_Task to complete_.
Every line between the top of the data below and the line with "pub fn with_entry(self, key: impl", both ends included, must be retyped exactly.

§

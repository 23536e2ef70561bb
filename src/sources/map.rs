//! In-memory property source.

use super::PropertySource;
use crate::error::Result;
use parking_lot::RwLock;
use std::collections::BTreeMap;

/// In-memory property source.
///
/// The owner may change entries at any time with [`MapSource::set`] and
/// [`MapSource::remove`]; the resolver picks the changes up on the next merge.
///
/// # Examples
///
/// ```rust
/// use tiered_config::sources::{MapSource, PropertySource};
///
/// let source = MapSource::new("defaults", 10)
///     .with_entry("server.port", "8080")
///     .with_entry("server.host", "localhost");
///
/// assert_eq!(source.ordinal(), 10);
/// assert_eq!(source.entries().unwrap().len(), 2);
/// ```
pub struct MapSource {
    name: String,
    ordinal: i32,
    entries: RwLock<BTreeMap<String, String>>,
}

impl MapSource {
    /// Create an empty in-memory source.
    pub fn new(name: impl Into<String>, ordinal: i32) -> Self {
        Self {
            name: name.into(),
            ordinal,
            entries: RwLock::new(BTreeMap::new()),
        }
    }

    /// Create a source pre-populated from any key/value iterator.
    pub fn from_entries<I, K, V>(name: impl Into<String>, ordinal: i32, entries: I) -> Self
    where
        I: IntoIterator<Item = (K, V)>,
        K: Into<String>,
        V: Into<String>,
    {
        let source = Self::new(name, ordinal);
        {
            let mut map = source.entries.write();
            for (key, value) in entries {
                map.insert(key.into(), value.into());
            }
        }
        source
    }

    /// Add an entry while building the source.
    pub fn with_entry(self, key: impl Into<String>, value: impl Into<String>) -> Self {
        self.entries.write().insert(key.into(), value.into());
        self
    }

    /// Set or replace an entry. Returns the previous value, if any.
    pub fn set(&self, key: impl Into<String>, value: impl Into<String>) -> Option<String> {
        self.entries.write().insert(key.into(), value.into())
    }

    /// Remove an entry. Returns the removed value, if any.
    pub fn remove(&self, key: &str) -> Option<String> {
        self.entries.write().remove(key)
    }
}

impl PropertySource for MapSource {
    fn name(&self) -> String {
        self.name.clone()
    }

    fn ordinal(&self) -> i32 {
        self.ordinal
    }

    fn entries(&self) -> Result<BTreeMap<String, String>> {
        Ok(self.entries.read().clone())
    }
}
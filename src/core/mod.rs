//! Core configuration management types.

mod builder;
mod configuration;
mod pipeline;
mod provider;
mod resolver;
mod snapshot;

pub use builder::ConfigurationProviderBuilder;
pub use configuration::Configuration;
pub use pipeline::{PropertyFilter, ValuePipeline, parse_duration};
pub use provider::{ConfigurationProvider, SourceDiscovery};
pub use resolver::ConfigurationResolver;
pub use snapshot::{ConfigurationSnapshot, PropertyChange, PropertyValue, SourceFailure};
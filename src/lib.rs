//! # tiered-config
//!
//! Layered configuration resolution with a decoupled event notification bus.
//!
//! ## Overview
//!
//! `tiered-config` merges key/value properties from any number of sources into
//! one immutable view:
//! - Each source carries an ordinal; higher ordinals override lower ones
//! - Ties are broken by registration order (later wins)
//! - Reads are lock-free and never see a half-applied refresh (`arc-swap`)
//! - A failing or panicking source is skipped and recorded, never fatal
//!
//! Alongside it, an [`EventBus`](events::EventBus) delivers events by their
//! concrete type to every registered listener, isolating listener failures
//! from the publisher and from each other. A refresh that changes the merged
//! view posts a [`ConfigurationChanged`](events::ConfigurationChanged) event.
//!
//! ## Quick Start
//!
//! ```rust,no_run
//! use tiered_config::prelude::*;
//! use serde::Deserialize;
//!
//! #[derive(Debug, Deserialize)]
//! struct AppConfig {
//!     server: ServerConfig,
//! }
//!
//! #[derive(Debug, Deserialize)]
//! struct ServerConfig {
//!     port: u16,
//! }
//!
//! # fn example() -> tiered_config::error::Result<()> {
//! let bus = EventBus::new();
//! let _watch = bus.subscribe(|event: &ConfigurationChanged| {
//!     println!("config v{} changed", event.version);
//!     Ok(())
//! });
//!
//! // Files first, then APP_* environment variables on top
//! let provider = ConfigurationProvider::builder()
//!     .with_file("config/default.yaml")
//!     .with_env_overrides("APP", "__")
//!     .with_event_bus(bus)
//!     .build();
//!
//! let config = provider.get_configuration();
//! let port: u16 = config.get_as_or("server.port", 8080)?;
//! let app: AppConfig = config.bind()?;
//! println!("Server port: {} / {}", port, app.server.port);
//!
//! // Pick up edited files and environment
//! provider.refresh();
//! # Ok(())
//! # }
//! ```
//!
//! ## Feature Flags
//!
//! - `yaml`, `toml`, `json` (default): file formats understood by `FileSource`
//! - `metrics`: OpenTelemetry instruments for refreshes and event dispatch
//!
//! ```toml
//! [dependencies]
//! tiered-config = { version = "0.1", features = ["metrics"] }
//! ```

#![warn(missing_docs, rust_2024_compatibility)]
#![deny(unsafe_code)]

pub mod core;
pub mod error;
pub mod events;
pub mod global;
pub mod sources;

#[cfg(feature = "metrics")]
pub mod metrics;

/// Convenient re-exports for common usage patterns.
pub mod prelude {
    pub use crate::core::{
        Configuration, ConfigurationProvider, ConfigurationProviderBuilder, ConfigurationResolver,
        PropertyChange, PropertyFilter,
    };
    pub use crate::error::{ConfigError, Result};
    pub use crate::events::{
        ConfigurationChanged, DeadEvent, EventBus, Handler, HandlerResult, Listener, Registrar,
    };
    pub use crate::sources::{EnvSource, FileSource, MapSource, PropertySource};
}
//! Precedence and snapshot tests for the configuration resolver.

use proptest::prelude::*;
use std::collections::BTreeMap;
use std::sync::Arc;
use tiered_config::core::ConfigurationSnapshot;
use tiered_config::error::{ConfigError, Result};
use tiered_config::prelude::*;

fn merge(sources: Vec<Arc<dyn PropertySource>>) -> ConfigurationSnapshot {
    ConfigurationResolver::new().merge(&sources)
}

fn values(snapshot: &ConfigurationSnapshot) -> BTreeMap<String, String> {
    snapshot
        .iter()
        .map(|(key, property)| (key.to_string(), property.value().to_string()))
        .collect()
}

#[test]
fn test_higher_ordinal_overrides_shared_keys() {
    let a = MapSource::from_entries("A", 1, [("x", "1"), ("y", "2")]);
    let b = MapSource::from_entries("B", 5, [("y", "20"), ("z", "30")]);

    let snapshot = merge(vec![Arc::new(a), Arc::new(b)]);

    let expected: BTreeMap<String, String> = [("x", "1"), ("y", "20"), ("z", "30")]
        .into_iter()
        .map(|(k, v)| (k.to_string(), v.to_string()))
        .collect();
    assert_eq!(values(&snapshot), expected);
    assert_eq!(snapshot.get("x").unwrap().origin(), "A");
    assert_eq!(snapshot.get("y").unwrap().origin(), "B");
}

#[test]
fn test_registration_order_does_not_beat_ordinal() {
    let high = MapSource::from_entries("high", 5, [("k", "high")]);
    let low = MapSource::from_entries("low", 1, [("k", "low")]);

    let snapshot = merge(vec![Arc::new(high), Arc::new(low)]);
    assert_eq!(snapshot.get("k").unwrap().value(), "high");
}

#[test]
fn test_equal_ordinal_later_registration_wins() {
    let a = MapSource::from_entries("A", 7, [("shared", "from-a"), ("only_a", "a")]);
    let b = MapSource::from_entries("B", 7, [("shared", "from-b")]);

    let snapshot = merge(vec![Arc::new(a), Arc::new(b)]);
    assert_eq!(snapshot.get("shared").unwrap().value(), "from-b");
    assert_eq!(snapshot.get("only_a").unwrap().value(), "a");
}

#[test]
fn test_ordinal_override_entry() {
    let declared_high = MapSource::from_entries("declared", 50, [("k", "declared")]);
    let promoted =
        MapSource::from_entries("promoted", 1, [("k", "promoted"), ("config.ordinal", "99")]);

    let snapshot = merge(vec![Arc::new(promoted), Arc::new(declared_high)]);
    assert_eq!(snapshot.get("k").unwrap().value(), "promoted");
}

struct BrokenSource;

impl PropertySource for BrokenSource {
    fn name(&self) -> String {
        "broken".to_string()
    }

    fn ordinal(&self) -> i32 {
        1000
    }

    fn entries(&self) -> Result<BTreeMap<String, String>> {
        Err(ConfigError::source_read("broken", "connection refused"))
    }
}

#[test]
fn test_failing_source_is_skipped() {
    let ok = MapSource::from_entries("ok", 0, [("k", "v")]);
    let snapshot = merge(vec![Arc::new(BrokenSource), Arc::new(ok)]);

    assert_eq!(snapshot.get("k").unwrap().value(), "v");
    assert_eq!(snapshot.failures().len(), 1);
    assert_eq!(snapshot.failures()[0].source, "broken");
}

#[test]
fn test_properties_are_a_defensive_copy() {
    let provider = ConfigurationProvider::builder()
        .with_source(MapSource::from_entries("m", 0, [("a", "1")]))
        .build();
    let config = provider.get_configuration();

    let mut properties = config.get_properties();
    properties.insert("a".to_string(), "mutated".to_string());
    properties.insert("b".to_string(), "added".to_string());

    assert_eq!(config.get("a").as_deref(), Some("1"));
    assert_eq!(config.get("b"), None);
    assert_eq!(provider.get_configuration().get_properties().len(), 1);
}

#[test]
fn test_empty_value_is_not_absent() {
    let provider = ConfigurationProvider::builder()
        .with_source(MapSource::from_entries("m", 0, [("empty", "")]))
        .build();
    let config = provider.get_configuration();

    assert_eq!(config.get("empty").as_deref(), Some(""));
    assert_eq!(config.get("missing"), None);
    assert_eq!(config.get_or_default("empty", "fallback"), "");
    assert_eq!(config.get_or_default("missing", "fallback"), "fallback");
}

fn source_strategy() -> impl Strategy<Value = (i32, BTreeMap<String, String>)> {
    (
        -5i32..5,
        prop::collection::btree_map("[a-e]", "[a-z0-9]{0,4}", 0..5),
    )
}

proptest! {
    #[test]
    fn prop_winner_has_highest_ordinal(sources in prop::collection::vec(source_strategy(), 1..6)) {
        let registered: Vec<Arc<dyn PropertySource>> = sources
            .iter()
            .enumerate()
            .map(|(index, (ordinal, entries))| {
                Arc::new(MapSource::from_entries(
                    format!("s{}", index),
                    *ordinal,
                    entries.clone(),
                )) as Arc<dyn PropertySource>
            })
            .collect();

        let snapshot = merge(registered.clone());

        for (key, property) in snapshot.iter() {
            // Expected winner: max ordinal, ties go to the last registered
            let (winner, _) = sources
                .iter()
                .enumerate()
                .filter(|(_, (_, entries))| entries.contains_key(key))
                .max_by_key(|(index, (ordinal, _))| (*ordinal, *index))
                .unwrap();
            prop_assert_eq!(property.origin(), format!("s{}", winner));
            prop_assert_eq!(property.value(), sources[winner].1[key].as_str());
        }

        let all_keys: std::collections::BTreeSet<&String> =
            sources.iter().flat_map(|(_, entries)| entries.keys()).collect();
        prop_assert_eq!(snapshot.len(), all_keys.len());

        // Deterministic for identical inputs
        prop_assert_eq!(merge(registered), snapshot);
    }
}
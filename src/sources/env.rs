//! Environment variable property source.

use super::PropertySource;
use super::flatten::flatten_table;
use crate::error::{ConfigError, Result};
use config::{Environment, Source};
use std::collections::BTreeMap;

/// Environment variable property source.
///
/// Reads environment variables with a given prefix, strips the prefix, lowercases
/// the remainder and turns the nesting separator into `.`.
///
/// # Examples
///
/// ```rust
/// use tiered_config::sources::{EnvSource, PropertySource};
///
/// // APP_SERVER__PORT=8080 -> server.port = 8080
/// let source = EnvSource::new("APP", "__");
/// assert_eq!(source.ordinal(), 300);
/// ```
pub struct EnvSource {
    prefix: Option<String>,
    separator: Option<String>,
    ordinal: i32,
}

impl EnvSource {
    /// Create a new environment variable source.
    ///
    /// # Arguments
    ///
    /// * `prefix` - Prefix for environment variables (e.g., "APP")
    /// * `separator` - Separator for nested keys (e.g., "__" for APP_DB__HOST)
    pub fn new(prefix: impl Into<String>, separator: impl Into<String>) -> Self {
        let separator = separator.into();
        Self {
            prefix: Some(prefix.into()),
            separator: (!separator.is_empty()).then_some(separator),
            ordinal: 300, // Env vars override files by default
        }
    }

    /// Expose every environment variable, lowercased, without nesting.
    pub fn all() -> Self {
        Self {
            prefix: None,
            separator: None,
            ordinal: 300,
        }
    }

    /// Set the ordinal for this source.
    pub fn with_ordinal(mut self, ordinal: i32) -> Self {
        self.ordinal = ordinal;
        self
    }

    fn environment(&self) -> Environment {
        let mut env = match &self.prefix {
            Some(prefix) => Environment::with_prefix(prefix).prefix_separator("_"),
            None => Environment::default(),
        };
        if let Some(separator) = &self.separator {
            env = env.separator(separator);
        }
        env
    }
}

impl PropertySource for EnvSource {
    fn name(&self) -> String {
        match &self.prefix {
            Some(prefix) => format!("env:{}*", prefix),
            None => "env:*".to_string(),
        }
    }

    fn ordinal(&self) -> i32 {
        self.ordinal
    }

    fn entries(&self) -> Result<BTreeMap<String, String>> {
        let values = self
            .environment()
            .collect()
            .map_err(|e| ConfigError::source_read(self.name(), e))?;

        Ok(flatten_table(values))
    }
}

#[cfg(test)]
#[allow(unsafe_code)] // For env var manipulation in tests
mod tests {
    use super::*;
    use std::env;

    #[test]
    fn test_env_source_creation() {
        let source = EnvSource::new("APP", "__");
        assert_eq!(source.prefix.as_deref(), Some("APP"));
        assert_eq!(source.separator.as_deref(), Some("__"));
        assert_eq!(source.ordinal(), 300);
    }

    #[test]
    fn test_with_ordinal() {
        let source = EnvSource::new("APP", "__").with_ordinal(400);
        assert_eq!(source.ordinal(), 400);
    }

    #[test]
    fn test_name() {
        assert_eq!(EnvSource::new("APP", "__").name(), "env:APP*");
        assert_eq!(EnvSource::all().name(), "env:*");
    }

    #[test]
    fn test_empty_separator_means_no_nesting() {
        let source = EnvSource::new("APP", "");
        assert!(source.separator.is_none());
    }

    #[test]
    fn test_load_prefixed_vars() {
        unsafe {
            env::set_var("TIERED_ENV_UNIT_SERVER__PORT", "9090");
            env::set_var("TIERED_ENV_UNIT_NAME", "");
        }

        let source = EnvSource::new("TIERED_ENV_UNIT", "__");
        let entries = source.entries().unwrap();
        assert_eq!(entries.get("server.port").map(String::as_str), Some("9090"));
        assert_eq!(entries.get("name").map(String::as_str), Some(""));

        unsafe {
            env::remove_var("TIERED_ENV_UNIT_SERVER__PORT");
            env::remove_var("TIERED_ENV_UNIT_NAME");
        }
    }

    #[test]
    fn test_load_no_matches() {
        let source = EnvSource::new("TIERED_ENV_NONEXISTENT_PREFIX", "__");
        let entries = source.entries().unwrap();
        assert!(entries.is_empty());
    }
}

§

_Worked solution_.
repository 23536e2ef70561bb
filename src/sources/map.rs
//! In-memory property source.

use super::PropertySource;
use crate::error::Result;
use parking_lot::RwLock;
use std::collections::BTreeMap;

/// In-memory property source.
///
/// The owner may change entries at any time with [`MapSource::set`] and
/// [`MapSource::remove`]; the resolver picks the changes up on the next merge.
///
/// # Examples
///
/// ```rust
/// use tiered_config::sources::{MapSource, PropertySource};
///
/// let source = MapSource::new("defaults", 10)
///     .with_entry("server.port", "8080")
///     .with_entry("server.host", "localhost");
///
/// assert_eq!(source.ordinal(), 10);
/// assert_eq!(source.entries().unwrap().len(), 2);
/// ```
pub struct MapSource {
    name: String,
    ordinal: i32,
    entries: RwLock<BTreeMap<String, String>>,
}

impl MapSource {
    /// Create an empty in-memory source.
    pub fn new(name: impl Into<String>, ordinal: i32) -> Self {
        Self {
            name: name.into(),
            ordinal,
            entries: RwLock::new(BTreeMap::new()),
        }
    }

    /// Create a source pre-populated from any key/value iterator.
    pub fn from_entries<I, K, V>(name: impl Into<String>, ordinal: i32, entries: I) -> Self
    where
        I: IntoIterator<Item = (K, V)>,
        K: Into<String>,
        V: Into<String>,
    {
        let source = Self::new(name, ordinal);
        {
            let mut map = source.entries.write();
            for (key, value) in entries {
                map.insert(key.into(), value.into());
            }
        }
        source
    }

    /// Add an entry while building the source.
    pub fn with_entry(self, key: impl Into<String>, value: impl Into<String>) -> Self {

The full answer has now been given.